|Publication number||US4747303 A|
|Application number||US 06/824,186|
|Publication date||31 May 1988|
|Filing date||30 Jan 1986|
|Priority date||30 Jan 1986|
|Also published as||CA1270113A, CA1270113A1|
|Publication number||06824186, 824186, US 4747303 A, US 4747303A, US-A-4747303, US4747303 A, US4747303A|
|Inventors||John E. Fontenot|
|Original Assignee||Nl Industries, Inc.|
|Export Citation||BiBTeX, EndNote, RefMan|
|Patent Citations (9), Referenced by (27), Classifications (22), Legal Events (10)|
|External Links: USPTO, USPTO Assignment, Espacenet|
1. Field of the Invention
The present invention relates to a method employing measurement of magnitude and direction of the bending moments near a drill bit to estimate formation dip at an interface.
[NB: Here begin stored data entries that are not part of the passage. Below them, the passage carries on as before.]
use crate::domain::property::PropertySet;

/// A directed edge of the integration process, between element ids.
#[derive(Debug, Clone, PartialEq)]
pub struct SequenceFlow {
    pub element_id: String,
    /// Id from the metadata JSON; synthesized flows have none.
    pub metadata_id: Option<String>,
    pub name: Option<String>,
    pub source: String,
    pub target: String,
    pub condition: Option<String>,
    pub is_default: bool,
}

impl SequenceFlow {
    pub fn new(element_id: String, source: &str, target: &str) -> Self {
        SequenceFlow {
            element_id,
            metadata_id: None,
            name: None,
            source: source.to_string(),
            target: target.to_string(),
            condition: None,
            is_default: false,
        }
    }

    /// Id used in error messages: the metadata id when there is one.
    pub fn display_id(&self) -> &str {
        self.metadata_id.as_deref().unwrap_or(&self.element_id)
    }

    /// Properties of a router route. XPath conditions are evaluated as XML,
    /// everything else as a Camel simple expression.
    pub fn route_properties(&self) -> PropertySet {
        let expression_type = match &self.condition {
            Some(condition) if condition.trim_start().starts_with('/') => "XML",
            _ => "NonXML",
        };
        PropertySet::from_pairs(&[
            ("expressionType", expression_type),
            ("componentVersion", "1.0"),
            ("cmdVariantUri", "ctype::FlowElementVariant/cname::GatewayRoute/version::1.0.0"),
        ])
    }
}

#[cfg(test)]
mod tests {
    use super::*;

    #[test]
    fn test_route_expression_type() {
        let mut flow = SequenceFlow::new("SequenceFlow_1".to_string(), "ExclusiveGateway_1", "CallActivity_1");
        flow.condition = Some("/Order/Priority = 'HIGH'".to_string());
        assert_eq!(flow.route_properties().get("expressionType"), Some("XML"));

        flow.condition = Some("${header.priority} = 'HIGH'".to_string());
        assert_eq!(flow.route_properties().get("expressionType"), Some("NonXML"));
        assert_eq!(flow.display_id(), "SequenceFlow_1");
    }
}
use crate::error::{Error, Result};

/// Resource folders of an iFlow project, below `src/main/resources`.
#[derive(Debug, Clone, Copy, PartialEq, Eq, Hash, PartialOrd, Ord)]
pub enum ResourceFolder {
    Script,
    Mapping,
    Xsd,
    Wsdl,
}

impl ResourceFolder {
    pub fn path(&self) -> &'static str {
        match self {
            ResourceFolder::Script => "src/main/resources/script",
            ResourceFolder::Mapping => "src/main/resources/mapping",
            ResourceFolder::Xsd => "src/main/resources/xsd",
            ResourceFolder::Wsdl => "src/main/resources/wsdl",
        }
    }

    pub fn all() -> [ResourceFolder; 4] {
        [ResourceFolder::Script, ResourceFolder::Mapping, ResourceFolder::Xsd, ResourceFolder::Wsdl]
    }
}

/// A file shipped inside the package next to the iFlow (script, mapping, schema, WSDL).
#[derive(Debug, Clone, PartialEq, Eq)]
pub struct Resource {
    pub folder: ResourceFolder,
    pub file_name: String,
    pub content: String,
}

impl Resource {
    pub fn new(folder: ResourceFolder, file_name: impl Into<String>, content: impl Into<String>) -> Self {
        Resource { folder, file_name: file_name.into(), content: content.into() }
    }

    pub fn package_path(&self) -> String {
        format!("{}/{}", self.folder.path(), self.file_name)
    }
}

/// Checks a user supplied resource file name. It must be a single path
/// segment so the file lands inside its resource folder.
pub fn checked_file_name(owner: &str, name: &str) -> Result<String> {
    let name = name.trim();
    let invalid = name.is_empty()
        || name.contains("..")
        || name.contains(['/', '\\', ':'])
        || name.chars().any(char::is_control);
    if invalid {
        log::error!("'{}' uses invalid resource file name '{}'.", owner, name);
        return Err(Error::ModelConstructionError(format!(
            "'{}' uses invalid resource file name '{}'",
            owner, name
        )));
    }
    Ok(name.to_string())
}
2. Description of the Prior Art
The dip of a formation is useful to geologists and reservoir engineers in defining the type, size and the profile of a reservoir. Further, this information is useful for explaining directional drilling tendencies, for correlating lithology, and for detecting faults in a formation. The angle (magnitude) and direction of the formation dip is presently measured by passing a hard wired, wireline device through a completed hole. Although measurements made by this manner provide useful information, they are of no help to the drilling engineer during the drilling operation.
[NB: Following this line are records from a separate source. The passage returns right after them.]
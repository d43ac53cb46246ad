use quick_xml::Writer;
use quick_xml::events::{BytesDecl, Event};

use crate::config::GeneratorConfig;
use crate::domain::component::{Component, ComponentKind};
use crate::domain::event::StartEventKind;
use crate::domain::iflow::{COLLABORATION_ID, Iflow, PROCESS_ID, PROCESS_PARTICIPANT_ID};
use crate::domain::layout::Diagram;
use crate::domain::sequence_flow::SequenceFlow;
use crate::error::{Error, Result};
use crate::generator::diagram::write_diagram;
use crate::generator::properties::{
    collaboration_properties, participant_properties, process_participant_properties, process_properties,
    write_extension_elements,
};
use crate::generator::{XmlWriter, empty, end, start, text_element};

const NAMESPACES: &[(&str, &str)] = &[
    ("xmlns:bpmn2", "http://www.omg.org/spec/BPMN/20100524/MODEL"),
    ("xmlns:bpmndi", "http://www.omg.org/spec/BPMN/20100524/DI"),
    ("xmlns:dc", "http://www.omg.org/spec/DD/20100524/DC"),
    ("xmlns:di", "http://www.omg.org/spec/DD/20100524/DI"),
    ("xmlns:ifl", "http:///com.sap.ifl.model/Ifl.xsd"),
    ("xmlns:xsi", "http://www.w3.org/2001/XMLSchema-instance"),
];

/// Serializes the iFlow into the `.iflw` document.
///
/// Element order is fixed: collaboration (participants, message flows),
/// process (start event, end events, components in declaration order,
/// sequence flows), diagram.
pub fn write_iflow(iflow: &Iflow, diagram: &Diagram, config: &GeneratorConfig) -> Result<String> {
    let mut writer = Writer::new_with_indent(Vec::new(), b' ', 2);
    writer.write_event(Event::Decl(BytesDecl::new("1.0", Some("UTF-8"), None)))?;

    let mut root_attributes: Vec<(&str, &str)> = NAMESPACES.to_vec();
    root_attributes.push(("id", "Definitions_1"));
    start(&mut writer, "bpmn2:definitions", &root_attributes)?;

    write_collaboration(&mut writer, iflow, config)?;
    write_process(&mut writer, iflow, config)?;
    write_diagram(&mut writer, diagram)?;

    end(&mut writer, "bpmn2:definitions")?;

    String::from_utf8(writer.into_inner())
        .map_err(|e| Error::ModelConstructionError(format!("generated iFlow XML is not UTF-8: {}", e)))
}

fn write_collaboration(writer: &mut XmlWriter, iflow: &Iflow, config: &GeneratorConfig) -> Result<()> {
    start(writer, "bpmn2:collaboration", &[("id", COLLABORATION_ID), ("name", "Default Collaboration")])?;
    write_extension_elements(writer, &collaboration_properties(config))?;

    for participant in &iflow.participants {
        start(
            writer,
            "bpmn2:participant",
            &[
                ("id", participant.element_id.as_str()),
                ("ifl:type", participant.role.participant_type()),
                ("name", participant.name.as_str()),
            ],
        )?;
        write_extension_elements(writer, &participant_properties(participant.role))?;
        end(writer, "bpmn2:participant")?;
    }

    start(
        writer,
        "bpmn2:participant",
        &[
            ("id", PROCESS_PARTICIPANT_ID),
            ("ifl:type", "IntegrationProcess"),
            ("name", "Integration Process"),
            ("processRef", PROCESS_ID),
        ],
    )?;
    write_extension_elements(writer, &process_participant_properties())?;
    end(writer, "bpmn2:participant")?;

    for flow in &iflow.message_flows {
        start(
            writer,
            "bpmn2:messageFlow",
            &[
                ("id", flow.element_id.as_str()),
                ("name", flow.name.as_str()),
                ("sourceRef", flow.source.as_str()),
                ("targetRef", flow.target.as_str()),
            ],
        )?;
        write_extension_elements(writer, &flow.properties)?;
        end(writer, "bpmn2:messageFlow")?;
    }

    end(writer, "bpmn2:collaboration")
}

fn write_process(writer: &mut XmlWriter, iflow: &Iflow, config: &GeneratorConfig) -> Result<()> {
    start(writer, "bpmn2:process", &[("id", PROCESS_ID), ("name", "Integration Process")])?;
    write_extension_elements(writer, &process_properties(config))?;

    // Start event
    let start_event = &iflow.start_event;
    start(
        writer,
        "bpmn2:startEvent",
        &[("id", start_event.element_id.as_str()), ("name", start_event.name.as_str())],
    )?;
    write_extension_elements(writer, &start_event.properties())?;
    for flow_id in &start_event.outgoing {
        text_element(writer, "bpmn2:outgoing", flow_id, &[])?;
    }
    match start_event.kind {
        StartEventKind::Message => empty(writer, "bpmn2:messageEventDefinition", &[])?,
        StartEventKind::Timer(_) => empty(writer, "bpmn2:timerEventDefinition", &[])?,
    }
    end(writer, "bpmn2:startEvent")?;

    // End events
    for end_event in &iflow.end_events {
        start(writer, "bpmn2:endEvent", &[("id", end_event.element_id.as_str()), ("name", end_event.name.as_str())])?;
        write_extension_elements(writer, &end_event.properties())?;
        for flow_id in &end_event.incoming {
            text_element(writer, "bpmn2:incoming", flow_id, &[])?;
        }
        if iflow.message_flows.iter().any(|m| m.source == end_event.element_id) {
            empty(writer, "bpmn2:messageEventDefinition", &[])?;
        }
        end(writer, "bpmn2:endEvent")?;
    }

    for component in &iflow.components {
        write_component(writer, component)?;
    }

    for flow in &iflow.sequence_flows {
        let from_router = iflow.component(&flow.source).is_some_and(|c| c.kind.is_router());
        write_sequence_flow(writer, flow, from_router)?;
    }

    end(writer, "bpmn2:process")
}

fn write_component(writer: &mut XmlWriter, component: &Component) -> Result<()> {
    let tag = component.kind.element_type().tag();

    let mut attributes: Vec<(&str, &str)> = Vec::new();
    if let ComponentKind::Router { default_flow: Some(default_flow) } = &component.kind {
        attributes.push(("default", default_flow.as_str()));
    }
    attributes.push(("id", component.element_id.as_str()));
    attributes.push(("name", component.name.as_str()));

    start(writer, tag, &attributes)?;
    write_extension_elements(writer, &component.properties)?;
    for flow_id in &component.incoming {
        text_element(writer, "bpmn2:incoming", flow_id, &[])?;
    }
    for flow_id in &component.outgoing {
        text_element(writer, "bpmn2:outgoing", flow_id, &[])?;
    }
    end(writer, tag)
}

fn write_sequence_flow(writer: &mut XmlWriter, flow: &SequenceFlow, from_router: bool) -> Result<()> {
    let mut attributes: Vec<(&str, &str)> = vec![("id", flow.element_id.as_str())];
    if let Some(name) = &flow.name {
        attributes.push(("name", name.as_str()));
    }
    attributes.push(("sourceRef", flow.source.as_str()));
    attributes.push(("targetRef", flow.target.as_str()));

    if !from_router {
        return empty(writer, "bpmn2:sequenceFlow", &attributes);
    }

    start(writer, "bpmn2:sequenceFlow", &attributes)?;
    write_extension_elements(writer, &flow.route_properties())?;
    if let (Some(condition), false) = (&flow.condition, flow.is_default) {
        let expression_id = format!("FormalExpression_{}", flow.element_id);
        text_element(
            writer,
            "bpmn2:conditionExpression",
            condition,
            &[("id", expression_id.as_str()), ("xsi:type", "bpmn2:tFormalExpression")],
        )?;
    }
    end(writer, "bpmn2:sequenceFlow")
}

#[cfg(test)]
mod tests {
    use super::*;
    use crate::api::metadata_dto::IflowMetadataDto;
    use crate::domain::layout;
    use crate::loader::parser::parse_json_str;

    fn render(json: &str) -> String {
        let dto: IflowMetadataDto = parse_json_str(json).unwrap();
        let iflow = Iflow::try_from(dto).unwrap();
        let config = GeneratorConfig::default();
        let diagram = layout::compute(&iflow, &config.layout);
        write_iflow(&iflow, &diagram, &config).unwrap()
    }

    fn end_event_xml(xml: &str) -> &str {
        let from = xml.find("<bpmn2:endEvent").unwrap();
        let to = xml[from..].find("</bpmn2:endEvent>").unwrap();
        &xml[from..from + to]
    }

    #[test]
    fn test_end_event_with_delivery_is_a_message_event() {
        let xml = render(
            r#"{
                "iflow_info": { "name": "Delivery" },
                "endpoints": [ { "id": "archive", "role": "receiver", "adapter": "SFTP" } ],
                "components": [ { "id": "cm", "type": "content_modifier" } ]
            }"#,
        );

        assert!(end_event_xml(&xml).contains("<bpmn2:messageEventDefinition/>"));
        assert!(xml.contains("sourceRef=\"EndEvent_1\""));
    }

    #[test]
    fn test_linear_flow_document_structure() {
        let xml = render(
            r#"{
                "iflow_info": { "name": "Linear" },
                "endpoints": [ { "id": "in", "role": "sender", "adapter": "HTTPS", "properties": { "urlPath": "/orders" } } ],
                "components": [
                    { "id": "cm", "type": "content_modifier", "name": "Set Header",
                      "config": { "headers": [ { "name": "Source", "value": "ERP" } ] } }
                ]
            }"#,
        );

        assert!(xml.starts_with("<?xml version=\"1.0\" encoding=\"UTF-8\"?>"));
        assert!(xml.contains("<bpmn2:participant id=\"Participant_1\" ifl:type=\"EndpointSender\" name=\"in\">"));
        assert!(xml.contains("<bpmn2:messageFlow id=\"MessageFlow_1\" name=\"HTTPS\" sourceRef=\"Participant_1\" targetRef=\"StartEvent_1\">"));
        assert!(xml.contains("<key>urlPath</key>"));
        assert!(xml.contains("<value>/orders</value>"));
        assert!(xml.contains("<bpmn2:callActivity id=\"CallActivity_1\" name=\"Set Header\">"));
        assert!(xml.contains("<bpmn2:sequenceFlow id=\"SequenceFlow_1\" sourceRef=\"StartEvent_1\" targetRef=\"CallActivity_1\"/>"));
        assert!(xml.contains("<bpmn2:sequenceFlow id=\"SequenceFlow_2\" sourceRef=\"CallActivity_1\" targetRef=\"EndEvent_1\"/>"));
        // Only the start event receives a message; nothing leaves the end event
        assert_eq!(xml.matches("<bpmn2:messageEventDefinition/>").count(), 1);
        assert!(!end_event_xml(&xml).contains("messageEventDefinition"));
        assert!(xml.contains("<bpmndi:BPMNShape bpmnElement=\"CallActivity_1\" id=\"BPMNShape_CallActivity_1\">"));
        assert!(xml.contains("<bpmndi:BPMNEdge bpmnElement=\"SequenceFlow_1\" id=\"BPMNEdge_SequenceFlow_1\""));
    }

    #[test]
    fn test_property_table_is_html_encoded() {
        let xml = render(
            r#"{
                "iflow_info": { "name": "Tables" },
                "components": [
                    { "id": "cm", "type": "content_modifier",
                      "config": { "properties": [ { "name": "limit", "type": "expression", "value": "${header.a} < 5" } ] } }
                ]
            }"#,
        );

        assert!(xml.contains(
            "<value>&lt;row&gt;&lt;cell id='Action'&gt;Create&lt;/cell&gt;&lt;cell id='Type'&gt;expression&lt;/cell&gt;"
        ));
        // The cell value was escaped once in the table and once more as XML text.
        assert!(xml.contains("${header.a} &amp;lt; 5"));
        assert!(!xml.contains("<row>"));
    }

    #[test]
    fn test_router_writes_default_and_conditions() {
        let xml = render(
            r#"{
                "iflow_info": { "name": "Routing" },
                "components": [
                    { "id": "route", "type": "router" },
                    { "id": "high", "type": "content_modifier" },
                    { "id": "low", "type": "content_modifier" }
                ],
                "sequence_flows": [
                    { "id": "r1", "source": "route", "target": "high", "condition": "/Order/Priority = 'HIGH'" },
                    { "id": "r2", "source": "route", "target": "low" }
                ]
            }"#,
        );

        assert!(xml.contains("<bpmn2:exclusiveGateway default=\"SequenceFlow_2\" id=\"ExclusiveGateway_1\" name=\"Router\">"));
        assert!(xml.contains(
            "<bpmn2:conditionExpression id=\"FormalExpression_SequenceFlow_1\" xsi:type=\"bpmn2:tFormalExpression\">/Order/Priority = 'HIGH'</bpmn2:conditionExpression>"
        ));
        assert!(xml.contains("<value>XML</value>"));
        assert_eq!(xml.matches("<bpmn2:conditionExpression").count(), 1);
        assert!(xml.contains("<bpmn2:timerEventDefinition/>"));
    }
}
Because the dip of a formation can affect the side forces acting on a bit while drilling, knowledge of the formation dip would be most useful to the drilling engineer particularly, when he is attempting directional drilling. The present invention provides a method which is useful for predicting or determining the magnitude (angle) and direction of formation dip by measuring the magnitude and direction of bending moments on the bit while the drilling operation continues. Measurements of the bending moment are made in two orthogonal planes providing both magnitude and direction for the bending moments. This is accomplished by monitoring the direction of the two orthogonal planes by using oriented magnetometer measurements.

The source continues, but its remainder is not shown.